On-line version ISSN 1808-4281

Abstract

BARATA, André. Lévinas, Husserl and Damásio: from otherness as experience to experience as otherness. Estud. pesqui. psicol. [online]. 2008, vol.8, n.2, pp. 0-0. ISSN 1808-4281.

The present article is divided into four parts. I will begin by distinguishing three meanings of exteriority, so as to illuminate Lévinas’ own concept of exteriority, as expounded in the essay Totality and Infinity and with which the terms otherness and experience are associated. I phrase it in this way so as to avoid specifying each of these terms, which I will attempt to clarify throughout the second and third parts. First, I will discuss otherness as experience, experience of the other, but non-perceptive, pre-intentional experience, prior even to the difference between consciousness and unconsciousness. Then, by inverting the order of the terms, I will address experience as otherness, i.e., experience which, while not ceasing to be experience, remains a relation of otherness.
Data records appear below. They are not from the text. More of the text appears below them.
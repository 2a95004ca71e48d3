//! Concurrent folder/file index the driver consults for lookups and
//! listings without a round trip to the remote drive.
//!
//! Keyed by logical path, matching the keying scheme the
//! reconciler and upload engine already use. Each directory's children are
//! a nested map keyed by `file_id`, so the folder-refresh worker can diff
//! a fresh listing against the cached set by identity rather than by name.

use dashmap::DashMap;
use rdrive_core::types::RemoteEntry;
use std::time::Instant;

/// One directory's cached children plus bookkeeping for staleness checks.
struct DirEntry {
    children: DashMap<String, RemoteEntry>,
    last_refreshed: Instant,
}

/// Concurrent index from logical directory path to its known children.
pub struct DirIndex {
    dirs: DashMap<String, DirEntry>,
}

impl Default for DirIndex {
    fn default() -> Self {
        Self::new()
    }
}

impl DirIndex {
    pub fn new() -> Self {
        Self {
            dirs: DashMap::new(),
        }
    }

    /// `true` if `dir_key` has never been refreshed, or was refreshed
    /// longer than `staleness` ago.
    pub fn is_stale(&self, dir_key: &str, staleness: std::time::Duration) -> bool {
        match self.dirs.get(dir_key) {
            Some(entry) => entry.last_refreshed.elapsed() > staleness,
            None => true,
        }
    }

    pub fn children(&self, dir_key: &str) -> Vec<RemoteEntry> {
        self.dirs
            .get(dir_key)
            .map(|entry| entry.children.iter().map(|r| r.clone()).collect())
            .unwrap_or_default()
    }

    pub fn lookup(&self, dir_key: &str, name: &str) -> Option<RemoteEntry> {
        self.dirs
            .get(dir_key)?
            .children
            .iter()
            .find(|r| r.name == name)
            .map(|r| r.clone())
    }

    /// Replaces `dir_key`'s children wholesale with `fresh`, diffed by
    /// `file_id` identity so callers can log what was added/removed if
    /// they want to.
    pub fn reconcile(&self, dir_key: &str, fresh: Vec<RemoteEntry>) {
        let entry = self.dirs.entry(dir_key.to_string()).or_insert_with(|| DirEntry {
            children: DashMap::new(),
            last_refreshed: Instant::now(),
        });
        let fresh_ids: std::collections::HashSet<&str> =
            fresh.iter().map(|e| e.file_id.as_str()).collect();
        entry.children.retain(|id, _| fresh_ids.contains(id.as_str()));
        for remote in fresh {
            entry.children.insert(remote.file_id.clone(), remote);
        }
        drop(entry);
        if let Some(mut entry) = self.dirs.get_mut(dir_key) {
            entry.last_refreshed = Instant::now();
        }
    }

    pub fn insert_child(&self, dir_key: &str, entry: RemoteEntry) {
        let dir = self.dirs.entry(dir_key.to_string()).or_insert_with(|| DirEntry {
            children: DashMap::new(),
            last_refreshed: Instant::now(),
        });
        dir.children.insert(entry.file_id.clone(), entry);
    }

    pub fn remove_child(&self, dir_key: &str, file_id: &str) {
        if let Some(entry) = self.dirs.get(dir_key) {
            entry.children.remove(file_id);
        }
    }

    /// Rewrites every cached directory key whose path starts with
    /// `old_prefix` to start with `new_prefix` instead, for a directory
    /// rename.
    pub fn rename_subtree(&self, old_prefix: &str, new_prefix: &str) {
        let affected: Vec<String> = self
            .dirs
            .iter()
            .map(|e| e.key().clone())
            .filter(|k| k == old_prefix || k.starts_with(&format!("{old_prefix}/")))
            .collect();
        for key in affected {
            if let Some((_, entry)) = self.dirs.remove(&key) {
                let new_key = if key == old_prefix {
                    new_prefix.to_string()
                } else {
                    format!("{new_prefix}{}", &key[old_prefix.len()..])
                };
                self.dirs.insert(new_key, entry);
            }
        }
    }

    pub fn drop_dir(&self, dir_key: &str) {
        self.dirs.remove(dir_key);
    }
}

#[cfg(test)]
mod tests {
    use super::*;
    use rdrive_core::types::EntryKind;
    use std::time::SystemTime;

    fn entry(id: &str, name: &str) -> RemoteEntry {
        RemoteEntry {
            file_id: id.to_string(),
            parent_file_id: "root".into(),
            name: name.to_string(),
            kind: EntryKind::File,
            size: 1,
            content_hash: "h".into(),
            created_at: SystemTime::UNIX_EPOCH,
            updated_at: SystemTime::UNIX_EPOCH,
            key: format!("dir/{name}"),
        }
    }

    #[test]
    fn unrefreshed_dir_is_stale() {
        let index = DirIndex::new();
        assert!(index.is_stale("dir", std::time::Duration::from_secs(600)));
    }

    #[test]
    fn reconcile_drops_entries_absent_from_fresh_listing() {
        let index = DirIndex::new();
        index.reconcile("dir", vec![entry("1", "a.txt"), entry("2", "b.txt")]);
        assert_eq!(index.children("dir").len(), 2);

        index.reconcile("dir", vec![entry("1", "a.txt")]);
        let children = index.children("dir");
        assert_eq!(children.len(), 1);
        assert_eq!(children[0].file_id, "1");
    }

    #[test]
    fn rename_subtree_rewrites_nested_keys() {
        let index = DirIndex::new();
        index.reconcile("src/old", vec![entry("1", "a.txt")]);
        index.reconcile("src/old/nested", vec![entry("2", "b.txt")]);

        index.rename_subtree("src/old", "src/new");
        assert!(!index.is_stale("src/new", std::time::Duration::from_secs(600)));
        assert!(!index.is_stale("src/new/nested", std::time::Duration::from_secs(600)));
        assert!(index.is_stale("src/old", std::time::Duration::from_secs(600)));
    }
}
Lévinas writes in Totality and Infinity: “experience means precisely the relation with the absolute other.”1 Within the frame of that discussion, I will comment on the levinasianresponse to the fifth of Husserl’s Cartesian Meditations, and finally bring together Lévinas’ thought and the neurological research of António Damásio. In the last section I will explore different ways to maintain the following paradox - surface has no depth: surface is depth.

Keywords : Otherness; Experience; Exteriority/Interiority; Sensibility.